De uitspraak is gedaan door mrs. H.E. Kostense, voorzitter, E.A.G. van der Ouderaa en J. den Boer, leden van de belastingkamer, in tegenwoordigheid van mr. B.J.E. Lodder, als griffier. De beslissing is op 27 juni 2013 in het openbaar uitgesproken.
Tegen deze uitspraak kan binnen zes weken na de verzenddatum beroep in cassatie worden ingesteld bij de Hoge Raad der Nederlanden (belastingkamer), Postbus 20303, 2500 EH Den Haag. Daarbij moet het volgende in acht worden genomen:
bij het beroepschrift wordt een afschrift van deze uitspraak overgelegd.

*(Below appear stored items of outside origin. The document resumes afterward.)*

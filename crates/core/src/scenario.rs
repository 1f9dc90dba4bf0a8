//! Scenarios and the sequential runner.

use std::fmt;
use std::str::FromStr;
use std::time::{Duration, Instant};

use async_trait::async_trait;
use chrono::{DateTime, Local};
use serde::{Deserialize, Serialize};
use tracing::{info, warn};

use crate::error::HarnessError;
use crate::fixture::Fixture;

/// The service a scenario exercises.
#[derive(Debug, Clone, Copy, PartialEq, Eq, Hash, Serialize, Deserialize)]
#[serde(rename_all = "lowercase")]
pub enum Group {
    Objects,
    Character,
    Auth,
    Books,
    Soap,
}

impl Group {
    pub const ALL: [Group; 5] = [
        Group::Objects,
        Group::Character,
        Group::Auth,
        Group::Books,
        Group::Soap,
    ];

    pub fn as_str(&self) -> &'static str {
        match self {
            Group::Objects => "objects",
            Group::Character => "character",
            Group::Auth => "auth",
            Group::Books => "books",
            Group::Soap => "soap",
        }
    }
}

impl fmt::Display for Group {
    fn fmt(&self, f: &mut fmt::Formatter<'_>) -> fmt::Result {
        f.write_str(self.as_str())
    }
}

impl FromStr for Group {
    type Err = String;

    fn from_str(s: &str) -> Result<Self, Self::Err> {
        Group::ALL
            .into_iter()
            .find(|g| g.as_str().eq_ignore_ascii_case(s))
            .ok_or_else(|| format!("Unknown scenario group: {s}"))
    }
}

/// A single linear check: arrange, act, assert.
#[async_trait]
pub trait Scenario: Send + Sync {
    /// Unique, snake_case name of the scenario.
    fn name(&self) -> &'static str;

    fn group(&self) -> Group;

    /// One line describing what is checked.
    fn description(&self) -> &'static str;

    async fn run(&self, fixture: &Fixture) -> Result<(), HarnessError>;
}

/// Which scenarios to run. Empty selection matches everything.
#[derive(Debug, Clone, Default)]
pub struct Selection {
    pub group: Option<Group>,
    pub filter: Option<String>,
}

impl Selection {
    pub fn matches(&self, scenario: &dyn Scenario) -> bool {
        let group_ok = self.group.is_none_or(|g| g == scenario.group());
        let filter_ok = self
            .filter
            .as_deref()
            .is_none_or(|f| scenario.name().contains(f));
        group_ok && filter_ok
    }
}

#[derive(Debug, Clone, PartialEq)]
pub enum Outcome {
    Passed,
    Failed(String),
}

#[derive(Debug, Clone)]
pub struct ScenarioResult {
    pub name: &'static str,
    pub group: Group,
    pub outcome: Outcome,
    pub elapsed: Duration,
}

impl ScenarioResult {
    pub fn passed(&self) -> bool {
        self.outcome == Outcome::Passed
    }
}

pub type Timestamp = DateTime<Local>;

#[derive(Debug, Clone)]
pub struct RunReport {
    pub started_at: Timestamp,
    pub results: Vec<ScenarioResult>,
}

impl RunReport {
    pub fn passed(&self) -> usize {
        self.results.iter().filter(|r| r.passed()).count()
    }

    pub fn failed(&self) -> usize {
        self.results.len() - self.passed()
    }

    pub fn is_success(&self) -> bool {
        self.failed() == 0
    }

    pub fn result(&self, name: &str) -> Option<&ScenarioResult> {
        self.results.iter().find(|r| r.name == name)
    }
}

/// Runs scenarios one after another. A failure is recorded and the run
/// moves on to the next scenario.
pub async fn run_scenarios(scenarios: &[Box<dyn Scenario>], fixture: &Fixture) -> RunReport {
    let started_at = Local::now();
    let mut results = Vec::with_capacity(scenarios.len());

    for scenario in scenarios {
        let start_time = Instant::now();
        let outcome = match scenario.run(fixture).await {
            Ok(()) => {
                info!(scenario = scenario.name(), group = %scenario.group(), "Scenario passed");
                Outcome::Passed
            }
            Err(e) => {
                warn!(scenario = scenario.name(), group = %scenario.group(), error = %e, "Scenario failed");
                Outcome::Failed(e.to_string())
            }
        };
        results.push(ScenarioResult {
            name: scenario.name(),
            group: scenario.group(),
            outcome,
            elapsed: start_time.elapsed(),
        });
    }

    RunReport {
        started_at,
        results,
    }
}

#[cfg(test)]
mod tests {
    use super::*;
    use crate::test_utils::mock_fixture;

    struct Always(&'static str, Group, bool);

    #[async_trait]
    impl Scenario for Always {
        fn name(&self) -> &'static str {
            self.0
        }

        fn group(&self) -> Group {
            self.1
        }

        fn description(&self) -> &'static str {
            "test double"
        }

        async fn run(&self, _fixture: &Fixture) -> Result<(), HarnessError> {
            if self.2 {
                Ok(())
            } else {
                Err(HarnessError::assertion("boom"))
            }
        }
    }

    #[test]
    fn test_group_parse_and_display() {
        assert_eq!("Books".parse::<Group>().unwrap(), Group::Books);
        assert_eq!(Group::Soap.to_string(), "soap");
        assert!("nope".parse::<Group>().is_err());
    }

    #[test]
    fn test_selection_matches() {
        let scenario = Always("orders_submit", Group::Books, true);
        assert!(Selection::default().matches(&scenario));
        assert!(
            Selection {
                group: Some(Group::Books),
                filter: Some("orders".to_string())
            }
            .matches(&scenario)
        );
        assert!(
            !Selection {
                group: Some(Group::Auth),
                filter: None
            }
            .matches(&scenario)
        );
        assert!(
            !Selection {
                group: None,
                filter: Some("objects".to_string())
            }
            .matches(&scenario)
        );
    }

    #[tokio::test]
    async fn test_failure_does_not_stop_the_run() {
        let fixture = mock_fixture("http://127.0.0.1:9");
        let scenarios: Vec<Box<dyn Scenario>> = vec![
            Box::new(Always("first", Group::Objects, true)),
            Box::new(Always("second", Group::Objects, false)),
            Box::new(Always("third", Group::Soap, true)),
        ];

        let report = run_scenarios(&scenarios, &fixture).await;

        assert_eq!(report.results.len(), 3);
        assert_eq!(report.passed(), 2);
        assert_eq!(report.failed(), 1);
        assert!(!report.is_success());
        assert_eq!(
            report.result("second").unwrap().outcome,
            Outcome::Failed("Assertion failed: boom".to_string())
        );
        assert!(report.result("third").unwrap().passed());
    }
}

het beroepschrift moet ondertekend zijn en ten minste het volgende vermelden:
a. de naam en het adres van de indiener;
b. een dagtekening;
c. een omschrijving van de uitspraak waartegen het beroep in cassatie is gericht;
d. de gronden van het beroep in cassatie.
Voor het instellen van beroep in cassatie is griffierecht verschuldigd. Na het instellen van beroep in cassatie ontvangt de indiener een nota griffierecht van de griffier van de Hoge Raad.
In het cassatieberoepschrift kan de Hoge Raad verzocht worden om de wederpartij te veroordelen in de proceskosten.